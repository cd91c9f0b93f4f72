// SPDX-License-Identifier: MIT

//! Process configuration read from the environment (and `.env`)

use std::time::Duration;

pub const DEFAULT_OLLAMA_URL: &str = "http://localhost:11434";
pub const DEFAULT_GRACE_SECS: u64 = 10;

#[derive(Debug, Clone, PartialEq)]
pub struct AppConfig {
    /// Overrides `apiServer.hostIp`
    pub host: Option<String>,
    /// Overrides `apiServer.portNum`
    pub port: Option<u16>,
    /// How long shutdown waits for in-flight executions
    pub grace_period: Duration,
    pub ollama_url: String,
    pub python_bin: String,
    pub debug: bool,
}

impl Default for AppConfig {
    fn default() -> Self {
        Self {
            host: None,
            port: None,
            grace_period: Duration::from_secs(DEFAULT_GRACE_SECS),
            ollama_url: DEFAULT_OLLAMA_URL.to_string(),
            python_bin: "python3".to_string(),
            debug: false,
        }
    }
}

impl AppConfig {
    pub fn from_env() -> Self {
        Self::from_vars(|key| std::env::var(key).ok())
    }

    /// Build from any key lookup; unparseable values fall back to defaults
    pub fn from_vars<F>(lookup: F) -> Self
    where
        F: Fn(&str) -> Option<String>,
    {
        let defaults = Self::default();
        let get = |key: &str| lookup(key).filter(|v| !v.trim().is_empty());

        let port = get("AGENTRUN_PORT").and_then(|v| match v.trim().parse::<u16>() {
            Ok(p) => Some(p),
            Err(_) => {
                log::warn!("Ignoring invalid AGENTRUN_PORT '{}'", v);
                None
            }
        });

        let grace_period = get("AGENTRUN_GRACE_SECS")
            .and_then(|v| v.trim().parse::<u64>().ok())
            .map(Duration::from_secs)
            .unwrap_or(defaults.grace_period);

        let debug = get("AGENTRUN_DEBUG")
            .map(|v| matches!(v.trim().to_ascii_lowercase().as_str(), "1" | "true" | "yes" | "on"))
            .unwrap_or(false);

        Self {
            host: get("AGENTRUN_HOST"),
            port,
            grace_period,
            ollama_url: get("OLLAMA_URL").unwrap_or(defaults.ollama_url),
            python_bin: get("PYTHON_BIN").unwrap_or(defaults.python_bin),
            debug,
        }
    }
}

#[cfg(test)]
mod tests {
    use super::*;
    use std::collections::HashMap;

    fn config(pairs: &[(&str, &str)]) -> AppConfig {
        let vars: HashMap<String, String> = pairs
            .iter()
            .map(|(k, v)| (k.to_string(), v.to_string()))
            .collect();
        AppConfig::from_vars(|k| vars.get(k).cloned())
    }

    #[test]
    fn test_defaults() {
        let cfg = config(&[]);
        assert_eq!(cfg, AppConfig::default());
        assert_eq!(cfg.ollama_url, "http://localhost:11434");
        assert_eq!(cfg.grace_period, Duration::from_secs(10));
    }

    #[test]
    fn test_overrides() {
        let cfg = config(&[
            ("AGENTRUN_HOST", "0.0.0.0"),
            ("AGENTRUN_PORT", "8080"),
            ("AGENTRUN_GRACE_SECS", "3"),
            ("AGENTRUN_DEBUG", "true"),
            ("OLLAMA_URL", "http://ollama:11434"),
            ("PYTHON_BIN", "/usr/bin/python3.12"),
        ]);
        assert_eq!(cfg.host.as_deref(), Some("0.0.0.0"));
        assert_eq!(cfg.port, Some(8080));
        assert_eq!(cfg.grace_period, Duration::from_secs(3));
        assert!(cfg.debug);
        assert_eq!(cfg.ollama_url, "http://ollama:11434");
        assert_eq!(cfg.python_bin, "/usr/bin/python3.12");
    }

    #[test]
    fn test_invalid_values_fall_back() {
        let cfg = config(&[("AGENTRUN_PORT", "http"), ("AGENTRUN_GRACE_SECS", "-1")]);
        assert_eq!(cfg.port, None);
        assert_eq!(cfg.grace_period, Duration::from_secs(DEFAULT_GRACE_SECS));
    }
}
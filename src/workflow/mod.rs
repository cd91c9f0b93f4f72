// SPDX-License-Identifier: MIT

pub mod loader;
pub mod types;
pub mod validator;

pub use loader::WorkflowLoader;
pub use types::*;
pub use validator::Validator;
// SPDX-License-Identifier: MIT

use super::{process, Executor};
use crate::engine::ExecutionState;
use crate::error::BackendError;
use crate::workflow::ExecConfig;
use async_trait::async_trait;
use serde_json::Value;
use tokio::process::Command;

/// Runs shell commands. Without `args` the command goes through `sh -c`;
/// with `args` it is spawned directly.
#[derive(Debug, Clone, Default)]
pub struct ExecExecutor;

impl ExecExecutor {
    pub fn new() -> Self {
        Self
    }

    fn command(config: &ExecConfig) -> Command {
        let mut command = if config.args.is_empty() {
            let mut sh = Command::new("sh");
            sh.arg("-c").arg(&config.command);
            sh
        } else {
            let mut direct = Command::new(&config.command);
            direct.args(&config.args);
            direct
        };
        if let Some(dir) = &config.working_dir {
            command.current_dir(dir);
        }
        command.envs(&config.env);
        command
    }
}

#[async_trait]
impl Executor<ExecConfig> for ExecExecutor {
    async fn execute(
        &self,
        config: &ExecConfig,
        _state: &ExecutionState,
    ) -> Result<Value, BackendError> {
        if config.command.trim().is_empty() {
            return Err(BackendError::invalid_config("exec.command cannot be empty"));
        }
        let timeout = process::timeout_from(config.timeout_duration.as_deref())?;
        log::debug!("exec: {} {}", config.command, config.args.join(" "));

        let mut output = process::run(Self::command(config), timeout).await?;
        if let Value::Object(map) = &mut output {
            map.insert("command".into(), Value::String(config.command.clone()));
        }
        Ok(output)
    }
}
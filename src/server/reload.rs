//! Development-mode hot reload
//!
//! Watches the directory holding the workflow file. On any YAML change the
//! workflow is re-read and re-validated; a valid result replaces the active
//! snapshot, an invalid one is logged and ignored.

use super::AppState;
use crate::workflow::{Validator, Workflow, WorkflowLoader};
use anyhow::Context;
use notify::{Config, Event, EventKind, RecommendedWatcher, RecursiveMode, Watcher};
use std::path::{Path, PathBuf};
use std::sync::Arc;
use std::time::Duration;
use tokio::sync::mpsc;
use tokio_util::sync::CancellationToken;

/// Quiet period before a burst of file events triggers one reload
const DEBOUNCE: Duration = Duration::from_millis(250);

/// Load a workflow file and run the validator over it
pub fn load_checked(path: &Path) -> anyhow::Result<Workflow> {
    let workflow = WorkflowLoader::new()
        .load_workflow(path)
        .with_context(|| format!("failed to load {}", path.display()))?;
    Validator::new()
        .validate(&workflow)
        .with_context(|| format!("workflow {} is invalid", path.display()))?;
    Ok(workflow)
}

/// Re-read `path` and swap it in if valid. Returns whether it was applied.
pub fn reload(state: &AppState, path: &Path) -> bool {
    match load_checked(path) {
        Ok(workflow) => {
            log::info!(
                "Reloaded workflow '{}' ({} resources)",
                workflow.metadata.name,
                workflow.resources.len()
            );
            state.swap_workflow(workflow);
            true
        }
        Err(e) => {
            log::error!("Reload rejected, keeping previous workflow: {:#}", e);
            false
        }
    }
}

fn is_yaml(path: &Path) -> bool {
    path.extension()
        .is_some_and(|ext| ext == "yaml" || ext == "yml")
}

fn relevant(event: &Event) -> bool {
    matches!(
        event.kind,
        EventKind::Create(_) | EventKind::Modify(_) | EventKind::Remove(_)
    ) && event.paths.iter().any(|p| is_yaml(p))
}

/// Watch the workflow's directory until `shutdown` fires
pub async fn watch(
    path: PathBuf,
    state: Arc<AppState>,
    shutdown: CancellationToken,
) -> Result<(), notify::Error> {
    let (tx, mut rx) = mpsc::unbounded_channel::<PathBuf>();
    let mut watcher = RecommendedWatcher::new(
        move |result: Result<Event, notify::Error>| match result {
            Ok(event) if relevant(&event) => {
                for p in event.paths {
                    // receiver gone means the server is stopping
                    let _ = tx.send(p);
                }
            }
            Ok(_) => {}
            Err(e) => log::warn!("File watcher error: {}", e),
        },
        Config::default(),
    )?;

    let dir = path
        .parent()
        .filter(|p| !p.as_os_str().is_empty())
        .unwrap_or_else(|| Path::new("."))
        .to_path_buf();
    watcher.watch(&dir, RecursiveMode::Recursive)?;
    log::info!("Watching {} for workflow changes", dir.display());

    loop {
        let changed = tokio::select! {
            _ = shutdown.cancelled() => break,
            changed = rx.recv() => match changed {
                Some(p) => p,
                None => break,
            },
        };

        // collapse editor save bursts into one reload
        while let Ok(Some(_)) = tokio::time::timeout(DEBOUNCE, rx.recv()).await {}
        log::debug!("Change detected in {}", changed.display());

        let state = state.clone();
        let path = path.clone();
        if let Err(e) = tokio::task::spawn_blocking(move || reload(&state, &path)).await {
            log::error!("Reload task failed: {}", e);
        }
    }

    log::debug!("Workflow watcher stopped");
    Ok(())
}

#[cfg(test)]
mod tests {
    use super::*;
    use crate::engine::Engine;
    use crate::executor::ExecutorRegistry;
    use std::fs;

    const VALID: &str = r#"
apiVersion: agentrun/v1
kind: Workflow
metadata:
  name: greeter
  targetActionId: reply
resources:
  - metadata:
      actionId: reply
    run:
      apiResponse:
        response: "{{VALUE}}"
"#;

    fn write(path: &Path, value: &str) {
        fs::write(path, VALID.replace("{{VALUE}}", value)).unwrap();
    }

    fn state_for(path: &Path) -> AppState {
        AppState::new(load_checked(path).unwrap(), Engine::new(ExecutorRegistry::new()))
    }

    #[test]
    fn test_valid_change_is_swapped_in() {
        let dir = tempfile::tempdir().unwrap();
        let path = dir.path().join("workflow.yaml");
        write(&path, "v1");
        let state = state_for(&path);

        write(&path, "v2");
        assert!(reload(&state, &path));
        let current = state.workflow();
        assert_eq!(
            current.resources[0].run.api_response.as_ref().unwrap().response,
            serde_json::json!("v2")
        );
    }

    #[test]
    fn test_invalid_change_keeps_previous() {
        let dir = tempfile::tempdir().unwrap();
        let path = dir.path().join("workflow.yaml");
        write(&path, "v1");
        let state = state_for(&path);

        // self-referencing resource forms a cycle
        write(&path, "{{ reply.output }}");
        assert!(!reload(&state, &path));

        fs::write(&path, "not: [valid").unwrap();
        assert!(!reload(&state, &path));

        let current = state.workflow();
        assert_eq!(
            current.resources[0].run.api_response.as_ref().unwrap().response,
            serde_json::json!("v1")
        );
    }

    #[test]
    fn test_is_yaml() {
        assert!(is_yaml(Path::new("a/workflow.yaml")));
        assert!(is_yaml(Path::new("r.yml")));
        assert!(!is_yaml(Path::new("notes.txt")));
    }
}
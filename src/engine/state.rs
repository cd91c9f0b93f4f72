// SPDX-License-Identifier: MIT

//! Per-invocation execution state

use serde_json::Value;
use std::collections::HashMap;

/// Outputs accumulated during one invocation, keyed by action id
#[derive(Debug, Clone, Default)]
pub struct ExecutionState {
    outputs: HashMap<String, Value>,
    executed: Vec<String>,
    skipped: Vec<String>,
}

impl ExecutionState {
    pub fn new() -> Self {
        Self::default()
    }

    /// Store a resource's output
    pub fn record(&mut self, action_id: &str, output: Value) {
        self.outputs.insert(action_id.to_string(), output);
        self.executed.push(action_id.to_string());
    }

    pub fn mark_skipped(&mut self, action_id: &str) {
        self.skipped.push(action_id.to_string());
    }

    pub fn output(&self, action_id: &str) -> Option<&Value> {
        self.outputs.get(action_id)
    }

    pub fn outputs(&self) -> &HashMap<String, Value> {
        &self.outputs
    }

    /// Action ids in the order they ran
    pub fn executed(&self) -> &[String] {
        &self.executed
    }

    pub fn skipped(&self) -> &[String] {
        &self.skipped
    }
}

#[cfg(test)]
mod tests {
    use super::*;
    use serde_json::json;

    #[test]
    fn test_record_and_get() {
        let mut state = ExecutionState::new();
        state.record("fetch", json!({"body": {"items": [1, 2]}}));
        assert_eq!(state.output("fetch").unwrap()["body"]["items"][1], json!(2));
        assert_eq!(state.executed(), &["fetch".to_string()]);
    }

    #[test]
    fn test_skipped_not_in_outputs() {
        let mut state = ExecutionState::default();
        state.mark_skipped("b");
        assert!(state.output("b").is_none());
        assert_eq!(state.skipped(), &["b".to_string()]);
        assert!(state.outputs().is_empty());
    }
}
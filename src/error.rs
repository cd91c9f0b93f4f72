// SPDX-License-Identifier: MIT

//! Typed error handling for agentrun
//!
//! Each layer has its own error enum: the expression language, executor
//! backends, workflow loading, and the engine itself. `EngineError` is the
//! one callers see; it carries the offending action id wherever one exists.

use serde::Serialize;
use std::time::Duration;
use thiserror::Error;

/// Errors raised while parsing or evaluating `{{ }}` expressions
#[derive(Debug, Clone, PartialEq, Error)]
pub enum ExpressionError {
    /// Malformed expression or template
    #[error("syntax error in '{expression}': {message}")]
    Syntax { expression: String, message: String },

    /// Root identifier names no executed resource
    #[error("unknown reference '{0}'")]
    UnknownReference(String),

    /// Field path does not exist in the referenced value
    #[error("path '{0}' does not resolve")]
    UnresolvedPath(String),

    /// `request.*` used while no request context is attached
    #[error("no request context attached to this invocation")]
    NoRequestContext,

    /// Operator applied to values of the wrong type
    #[error("type mismatch: {0}")]
    TypeMismatch(String),

    #[error("unknown function '{0}'")]
    UnknownFunction(String),

    #[error("invalid argument to {function}(): {message}")]
    InvalidArgument { function: String, message: String },
}

impl ExpressionError {
    pub fn syntax(expression: impl Into<String>, message: impl Into<String>) -> Self {
        Self::Syntax {
            expression: expression.into(),
            message: message.into(),
        }
    }

    pub fn invalid_argument(function: impl Into<String>, message: impl Into<String>) -> Self {
        Self::InvalidArgument {
            function: function.into(),
            message: message.into(),
        }
    }

    pub fn is_syntax(&self) -> bool {
        matches!(self, Self::Syntax { .. })
    }
}

/// Failures reported by executor backends
#[derive(Debug, Error)]
pub enum BackendError {
    #[error(transparent)]
    Http(#[from] reqwest::Error),

    #[error(transparent)]
    Sql(#[from] rusqlite::Error),

    #[error(transparent)]
    Io(#[from] std::io::Error),

    #[error(transparent)]
    Json(#[from] serde_json::Error),

    /// Subprocess finished with a non-zero exit code
    #[error("process exited with code {code}: {stderr}")]
    ProcessFailed { code: i32, stderr: String },

    #[error("timed out after {0:?}")]
    Timeout(Duration),

    #[error("invalid configuration: {0}")]
    InvalidConfig(String),

    /// Remote service answered with an error payload
    #[error("{service} returned an error: {message}")]
    Remote { service: String, message: String },
}

impl BackendError {
    pub fn invalid_config(message: impl Into<String>) -> Self {
        Self::InvalidConfig(message.into())
    }

    pub fn remote(service: impl Into<String>, message: impl Into<String>) -> Self {
        Self::Remote {
            service: service.into(),
            message: message.into(),
        }
    }
}

/// Errors raised while reading a workflow file
#[derive(Debug, Error)]
pub enum LoadError {
    #[error("workflow file not found: {0}")]
    FileNotFound(String),

    #[error(transparent)]
    Io(#[from] std::io::Error),

    #[error("invalid workflow YAML")]
    Yaml(#[from] serde_yaml::Error),
}

/// Programmatic classification of an [`EngineError`]
#[derive(Debug, Clone, Copy, PartialEq, Eq, Hash, Serialize)]
#[serde(rename_all = "camelCase")]
pub enum ErrorKind {
    SchemaValidation,
    DependencyCycle,
    UnknownActionReference,
    ExpressionSyntax,
    ExpressionEvaluation,
    ExecutorNotAvailable,
    ExecutorExecution,
    RequestContextType,
    PreflightFailed,
    TargetNotExecuted,
    Cancelled,
}

impl std::fmt::Display for ErrorKind {
    fn fmt(&self, f: &mut std::fmt::Formatter<'_>) -> std::fmt::Result {
        let name = match self {
            ErrorKind::SchemaValidation => "SchemaValidation",
            ErrorKind::DependencyCycle => "DependencyCycle",
            ErrorKind::UnknownActionReference => "UnknownActionReference",
            ErrorKind::ExpressionSyntax => "ExpressionSyntax",
            ErrorKind::ExpressionEvaluation => "ExpressionEvaluation",
            ErrorKind::ExecutorNotAvailable => "ExecutorNotAvailable",
            ErrorKind::ExecutorExecution => "ExecutorExecution",
            ErrorKind::RequestContextType => "RequestContextType",
            ErrorKind::PreflightFailed => "PreflightFailed",
            ErrorKind::TargetNotExecuted => "TargetNotExecuted",
            ErrorKind::Cancelled => "Cancelled",
        };
        write!(f, "{}", name)
    }
}

fn at(action_id: &Option<String>) -> String {
    match action_id {
        Some(id) => format!(" in resource '{}'", id),
        None => String::new(),
    }
}

/// Render `err` followed by each of its causes, separated by `: `
pub fn error_chain(err: &dyn std::error::Error) -> String {
    let mut message = err.to_string();
    let mut cause = err.source();
    while let Some(e) = cause {
        message.push_str(": ");
        message.push_str(&e.to_string());
        cause = e.source();
    }
    message
}

/// Top-level error type for validation and execution
#[derive(Debug, Error)]
pub enum EngineError {
    #[error("schema validation failed{}: {message}", at(.action_id))]
    SchemaValidation {
        action_id: Option<String>,
        message: String,
    },

    #[error("dependency cycle detected: {}", .cycle.join(" -> "))]
    DependencyCycle { cycle: Vec<String> },

    #[error("resource '{action_id}' references unknown action '{reference}'")]
    UnknownActionReference { action_id: String, reference: String },

    #[error("expression syntax error{}", at(.action_id))]
    ExpressionSyntax {
        action_id: Option<String>,
        #[source]
        source: ExpressionError,
    },

    #[error("expression evaluation failed{}", at(.action_id))]
    ExpressionEvaluation {
        action_id: Option<String>,
        #[source]
        source: ExpressionError,
    },

    #[error("no executor registered for run kind '{kind}' (resource '{action_id}')")]
    ExecutorNotAvailable { kind: String, action_id: String },

    #[error("{kind} executor failed in resource '{action_id}'")]
    ExecutorExecution {
        kind: String,
        action_id: String,
        #[source]
        source: BackendError,
    },

    #[error("invalid request context: {0}")]
    RequestContextType(String),

    #[error("preflight check failed in resource '{action_id}' ({code}): {message}")]
    PreflightFailed {
        action_id: String,
        code: u16,
        message: String,
    },

    #[error("target resource '{action_id}' was skipped and produced no output")]
    TargetNotExecuted { action_id: String },

    #[error("execution cancelled{}", at(.action_id))]
    Cancelled { action_id: Option<String> },
}

impl EngineError {
    pub fn schema(action_id: Option<&str>, message: impl Into<String>) -> Self {
        Self::SchemaValidation {
            action_id: action_id.map(str::to_string),
            message: message.into(),
        }
    }

    /// Wrap an expression failure, keeping syntax errors distinct and
    /// promoting unknown references to their own kind
    pub fn from_expression(action_id: &str, err: ExpressionError) -> Self {
        match err {
            ExpressionError::Syntax { .. } => Self::ExpressionSyntax {
                action_id: Some(action_id.to_string()),
                source: err,
            },
            ExpressionError::UnknownReference(reference) => Self::UnknownActionReference {
                action_id: action_id.to_string(),
                reference,
            },
            other => Self::ExpressionEvaluation {
                action_id: Some(action_id.to_string()),
                source: other,
            },
        }
    }

    pub fn kind(&self) -> ErrorKind {
        match self {
            Self::SchemaValidation { .. } => ErrorKind::SchemaValidation,
            Self::DependencyCycle { .. } => ErrorKind::DependencyCycle,
            Self::UnknownActionReference { .. } => ErrorKind::UnknownActionReference,
            Self::ExpressionSyntax { .. } => ErrorKind::ExpressionSyntax,
            Self::ExpressionEvaluation { .. } => ErrorKind::ExpressionEvaluation,
            Self::ExecutorNotAvailable { .. } => ErrorKind::ExecutorNotAvailable,
            Self::ExecutorExecution { .. } => ErrorKind::ExecutorExecution,
            Self::RequestContextType(_) => ErrorKind::RequestContextType,
            Self::PreflightFailed { .. } => ErrorKind::PreflightFailed,
            Self::TargetNotExecuted { .. } => ErrorKind::TargetNotExecuted,
            Self::Cancelled { .. } => ErrorKind::Cancelled,
        }
    }

    /// The resource the error is attributed to, if any
    pub fn action_id(&self) -> Option<&str> {
        match self {
            Self::SchemaValidation { action_id, .. }
            | Self::ExpressionSyntax { action_id, .. }
            | Self::ExpressionEvaluation { action_id, .. }
            | Self::Cancelled { action_id } => action_id.as_deref(),
            Self::DependencyCycle { cycle } => cycle.first().map(String::as_str),
            Self::UnknownActionReference { action_id, .. }
            | Self::ExecutorNotAvailable { action_id, .. }
            | Self::ExecutorExecution { action_id, .. }
            | Self::PreflightFailed { action_id, .. }
            | Self::TargetNotExecuted { action_id } => Some(action_id),
            Self::RequestContextType(_) => None,
        }
    }
}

========================

Sift through the material above and copy each line that holds "Serialize".

▶ [SOLUTION FOR THIS TASK]:
use serde::Serialize;
#[derive(Debug, Clone, Copy, PartialEq, Eq, Hash, Serialize)]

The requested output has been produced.